Saved entries:
---------------
use serde::Deserialize;

/// Timestamp signals requested from a socket.
///
/// Every flag is independent. Once applied, any receive may carry any subset
/// of the requested signals, so consumers must not assume all of them arrive.
#[derive(Debug, Clone, Copy, PartialEq, Eq, Hash, Deserialize)]
#[serde(rename_all = "kebab-case", deny_unknown_fields)]
pub struct SocketTimestampOptions {
    /// Generate timestamps in the adapter when packets arrive
    #[serde(default = "enabled")]
    pub rx_hardware: bool,
    /// Generate timestamps when packets enter the kernel
    #[serde(default = "enabled")]
    pub rx_software: bool,
    /// Generate timestamps in the adapter when packets leave
    #[serde(default = "enabled")]
    pub tx_hardware: bool,
    /// Generate timestamps when the driver hands packets to the adapter
    #[serde(default = "enabled")]
    pub tx_software: bool,
    /// Generate timestamps before packets enter the packet scheduler
    #[serde(default = "enabled")]
    pub tx_scheduled: bool,
    /// Generate timestamps when all data has been acknowledged (tcp only)
    #[serde(default = "enabled")]
    pub tx_acknowledged: bool,
    /// Report software timestamps
    #[serde(default = "enabled")]
    pub report_software: bool,
    /// Report hardware timestamps in the adapter's own clock
    #[serde(default = "enabled")]
    pub report_raw_hardware: bool,
    /// Tag send timestamps with a per-socket counter
    #[serde(default = "enabled")]
    pub opt_id: bool,
    /// Do not echo the sent payload back on the error queue
    #[serde(default = "enabled")]
    pub opt_tsonly: bool,
    /// Deliver software and hardware send timestamps as separate reports
    #[serde(default = "enabled")]
    pub opt_tx_swhw: bool,
}

fn enabled() -> bool {
    true
}

impl Default for SocketTimestampOptions {
    fn default() -> Self {
        Self::ALL
    }
}

impl SocketTimestampOptions {
    pub const ALL: Self = Self {
        rx_hardware: true,
        rx_software: true,
        tx_hardware: true,
        tx_software: true,
        tx_scheduled: true,
        tx_acknowledged: true,
        report_software: true,
        report_raw_hardware: true,
        opt_id: true,
        opt_tsonly: true,
        opt_tx_swhw: true,
    };

    pub const NONE: Self = Self {
        rx_hardware: false,
        rx_software: false,
        tx_hardware: false,
        tx_software: false,
        tx_scheduled: false,
        tx_acknowledged: false,
        report_software: false,
        report_raw_hardware: false,
        opt_id: false,
        opt_tsonly: false,
        opt_tx_swhw: false,
    };

    /// Software-only receive and send timestamps, tagged with an id.
    pub const SOFTWARE: Self = Self {
        rx_software: true,
        tx_software: true,
        report_software: true,
        opt_id: true,
        opt_tsonly: true,
        ..Self::NONE
    };

    pub fn is_empty(&self) -> bool {
        *self == Self::NONE
    }

    /// Whether any send-side timestamps were requested
    pub fn wants_send_timestamps(&self) -> bool {
        self.tx_hardware || self.tx_software || self.tx_scheduled || self.tx_acknowledged
    }
}

#[cfg(test)]
mod tests {
    use super::*;

    #[test]
    fn defaults_enable_everything() {
        let options: SocketTimestampOptions = serde_json::from_str("{}").unwrap();
        assert_eq!(options, SocketTimestampOptions::ALL);
        assert_eq!(SocketTimestampOptions::default(), SocketTimestampOptions::ALL);
    }

    #[test]
    fn individual_flags() {
        let options: SocketTimestampOptions =
            serde_json::from_str(r#"{"opt-tx-swhw": false, "tx-acknowledged": false}"#).unwrap();

        assert!(!options.opt_tx_swhw);
        assert!(!options.tx_acknowledged);
        assert!(options.rx_hardware);
        assert!(options.wants_send_timestamps());
    }

    #[test]
    fn unknown_flag_rejected() {
        assert!(serde_json::from_str::<SocketTimestampOptions>(r#"{"rx-magic": true}"#).is_err());
    }

    #[test]
    fn empty() {
        assert!(SocketTimestampOptions::NONE.is_empty());
        assert!(!SocketTimestampOptions::SOFTWARE.is_empty());
        assert!(!SocketTimestampOptions::NONE.wants_send_timestamps());
    }
}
---------------
▶ Task instructions
What lines in the entries above hold "Deserialize"? Copy every one.

▶ Exercise response
use serde::Deserialize;
#[derive(Debug, Clone, Copy, PartialEq, Eq, Hash, Deserialize)]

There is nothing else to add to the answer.